The disposal of end-of-life epoxies and their composites has posed a serious problem on the environment. Huge economical as well as societal benefits would be obtained if epoxies and their composites wastes were to be decomposed and recovered. Near-critical water possesses an intriguing combination of properties such as low viscosity, high mass transport coefficients, high diffusivity, and solvation power. More importantly, water is safe, non-toxic, readily available, inexpensive, and environmentally benign, and serves as a potential medium for chemical recycling of epoxy wastes.To fully understand decomposition mechanisms of cured epoxy resin in near-critical water, and to provide solid theory foundation for the controllable chemical recycling of epoxy wastes, two epoxy resin model compounds containg ether bond and Bisphenol A structure, ether and tertiary amine bonds, respectively, were prepared, pured, and characterized; and then decomposed in near-critical water under different temperatures at different time.

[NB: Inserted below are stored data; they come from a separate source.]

//! Primary Selector - Primary/Secondary Role Client
//!
//! Command line wrapper: configuration scaffolding and validation, plus an
//! in-process failover simulation.

use std::path::PathBuf;
use std::sync::Arc;
use std::time::Duration;

use clap::{Parser, Subcommand};
use tokio::task::JoinSet;
use tracing_subscriber::{layer::SubscriberExt, util::SubscriberInitExt};

use primary_selector::config::SelectorConfig;
use primary_selector::election::{ConnectionState, PrimarySelector};
use primary_selector::error::{Error, Result};
use primary_selector::local::{LocalCoordinator, LocalSession};
use primary_selector::state::Role;

/// How long a simulation round waits for a primary to be elected
const ELECTION_TIMEOUT: Duration = Duration::from_secs(10);

/// Primary Selector - primary/secondary role client
#[derive(Parser)]
#[command(name = "primary-selector")]
#[command(author, version, about, long_about = None)]
struct Cli {
    /// Path to configuration file
    #[arg(short, long, default_value = "primary-selector.toml")]
    config: PathBuf,

    /// Log level (trace, debug, info, warn, error); overrides [logging] level
    #[arg(short, long)]
    log_level: Option<String>,

    #[command(subcommand)]
    command: Commands,
}

#[derive(Subcommand)]
enum Commands {
    /// Initialize a new configuration file
    Init {
        /// Output path for configuration file
        #[arg(short, long, default_value = "primary-selector.toml")]
        output: PathBuf,

        /// Address this node binds to (host:port)
        #[arg(long, default_value = "127.0.0.1:19998")]
        bind_address: String,
    },

    /// Validate configuration file
    Validate,

    /// Run several participants against an in-process coordinator and
    /// force a failover every round
    Simulate {
        /// Number of participants
        #[arg(short, long, default_value_t = 3)]
        participants: usize,

        /// Number of failovers to force
        #[arg(short, long, default_value_t = 3)]
        rounds: usize,
    },
}

#[tokio::main]
async fn main() -> Result<()> {
    let cli = Cli::parse();

    // Initialize logging
    let logging = SelectorConfig::from_file(&cli.config)
        .map(|config| config.logging)
        .unwrap_or_default();
    let level = cli.log_level.clone().unwrap_or(logging.level);
    init_logging(&level, &logging.format);

    match cli.command {
        Commands::Init {
            output,
            bind_address,
        } => run_init(output, bind_address),
        Commands::Validate => run_validate(cli.config),
        Commands::Simulate {
            participants,
            rounds,
        } => run_simulate(cli.config, participants, rounds).await,
    }
}

fn init_logging(level: &str, format: &str) {
    let env_filter = tracing_subscriber::EnvFilter::try_from_default_env()
        .unwrap_or_else(|_| level.into());

    let registry = tracing_subscriber::registry().with(env_filter);
    if format == "json" {
        registry.with(tracing_subscriber::fmt::layer().json()).init();
    } else {
        registry.with(tracing_subscriber::fmt::layer()).init();
    }
}

/// Write a commented default configuration file
fn run_init(output: PathBuf, bind_address: String) -> Result<()> {
    let config_content = format!(
        r#"# Primary Selector Configuration
# Generated configuration file

[node]
bind_address = "{bind_address}"

[election]
election_path = "/election"
leader_path = "/leader"

[coordinator]
address = "localhost:2181"
# address = "zk1:2181,zk2:2181,zk3:2181"

[retry]
base_sleep_ms = 1000
max_retries = 3
max_sleep_ms = 30000

[logging]
level = "info"
format = "pretty"
"#
    );

    // Refuse to write something we could not load back
    SelectorConfig::from_str(&config_content)?;

    std::fs::write(&output, config_content)?;
    println!("Configuration file created: {}", output.display());
    println!("Then validate with: primary-selector --config {} validate", output.display());

    Ok(())
}

/// Validate configuration
fn run_validate(config_path: PathBuf) -> Result<()> {
    let config = match SelectorConfig::from_file(&config_path) {
        Ok(config) => config,
        Err(e) => {
            println!("✗ Configuration is invalid: {}", e);
            return Err(e);
        }
    };

    println!("✓ Configuration is valid");
    println!();
    println!("  Bind Address:   {}", config.node.bind_address);
    println!("  Election Path:  {}", config.election.election_path);
    println!("  Leader Path:    {}", config.election.leader_path);
    println!("  Coordinator:    {}", config.coordinator.address);
    println!(
        "  Retry:          {} x {} ms (max {} ms)",
        config.retry.max_retries, config.retry.base_sleep_ms, config.retry.max_sleep_ms
    );

    Ok(())
}

/// Run an in-process failover simulation
async fn run_simulate(config_path: PathBuf, participants: usize, rounds: usize) -> Result<()> {
    if participants == 0 {
        return Err(Error::Config("at least one participant is required".into()));
    }

    let config = if config_path.exists() {
        SelectorConfig::from_file(&config_path)?
    } else {
        tracing::info!("No configuration at {:?}, using defaults", config_path);
        SelectorConfig::default()
    };

    let (host, base_port) = config
        .node
        .bind_address
        .rsplit_once(':')
        .and_then(|(host, port)| port.parse::<u16>().ok().map(|port| (host, port)))
        .ok_or_else(|| Error::InvalidAddress(config.node.bind_address.clone()))?;

    let coordinator = LocalCoordinator::new();
    let mut selectors = Vec::with_capacity(participants);
    for i in 0..participants {
        let port = u16::try_from(i)
            .ok()
            .and_then(|offset| base_port.checked_add(offset))
            .ok_or_else(|| Error::Config(format!("too many participants for port {}", base_port)))?;

        let selector = Arc::new(PrimarySelector::from_config(&coordinator, &config)?);
        selector.start(&format!("{}:{}", host, port))?;
        selectors.push(selector);
    }
    tracing::info!("Started {} participants", participants);

    let outcome = tokio::select! {
        result = simulate_rounds(&coordinator, &config, &selectors, rounds) => result,
        _ = tokio::signal::ctrl_c() => {
            tracing::info!("Received shutdown signal");
            Ok(())
        }
    };

    // Closing joins the election threads
    let closing = selectors.clone();
    tokio::task::spawn_blocking(move || {
        for selector in &closing {
            if let Err(e) = selector.close() {
                tracing::warn!("Failed to close {:?}: {}", selector.identity(), e);
            }
        }
    })
    .await
    .map_err(|e| Error::Internal(e.to_string()))?;

    outcome
}

async fn simulate_rounds(
    coordinator: &LocalCoordinator,
    config: &SelectorConfig,
    selectors: &[Arc<PrimarySelector<LocalSession>>],
    rounds: usize,
) -> Result<()> {
    let leader_path = match config.election.leader_path.trim_end_matches('/') {
        "" => "/",
        path => path,
    };

    for round in 1..=rounds {
        let primary = tokio::time::timeout(ELECTION_TIMEOUT, wait_for_primary(selectors))
            .await
            .map_err(|_| Error::Internal("no primary elected in time".into()))??;
        let identity = primary.identity().unwrap_or_default().to_string();

        // The marker is published right after promotion
        tokio::time::sleep(Duration::from_millis(50)).await;

        println!("Round {}: {} is {}", round, identity, primary.role());
        println!("  markers:      {:?}", coordinator.children(leader_path)?);
        println!("  participants: {:?}", primary.participants()?);

        let session = primary.session().id();
        coordinator.set_connectivity(session, ConnectionState::Lost);
        println!("  {} lost its session and is now {}", identity, primary.role());
        coordinator.set_connectivity(session, ConnectionState::Reconnected);
    }

    Ok(())
}

/// Resolve with the first selector that becomes primary
async fn wait_for_primary(
    selectors: &[Arc<PrimarySelector<LocalSession>>],
) -> Result<Arc<PrimarySelector<LocalSession>>> {
    let mut waits = JoinSet::new();
    for selector in selectors {
        let selector = selector.clone();
        waits.spawn(async move {
            let reached = selector.wait_for_role_async(Role::Primary).await;
            reached.map(|_| selector)
        });
    }

    let mut last_error = Error::Internal("no participants".into());
    while let Some(joined) = waits.join_next().await {
        match joined {
            Ok(Ok(selector)) => {
                waits.abort_all();
                return Ok(selector);
            }
            Ok(Err(e)) => last_error = e,
            Err(e) => last_error = Error::Internal(e.to_string()),
        }
    }

    Err(last_error)
}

The products were analyzed by gas chromatography-mass spectrometry. The most propable mechanisms at different conditions were proposed according to the decomposed products.The results show that, for epoxy model compound containg ether bond and Bisphenol A structure, water molecules mainly act as nucleophile reactant with the end ether bond at lower temperatures, i.e. 285℃, in near-critical water. When the temperature is increased to 325℃, the water produces higher concentration of H+, and the other ether bond in the middle breaks down more easily under the catalysis of H+. It is also found that the products proceed to be decomposed or oxidized into other small molecules.For the decomposition of epoxy model compound containg ether and tertiary amine bonds in near-critical water, compared to that of the tertiary amine bond, the cleavage of ether bond happens more easily because of more positive charge at the carbon atom at 285℃. At higher temperature, i.e. 325℃, the ether bond energy reduces dramatically after prontonation, and therefore can also be cleaved more readily than the tertiary amine bond. The products give rise to some other compounds, too.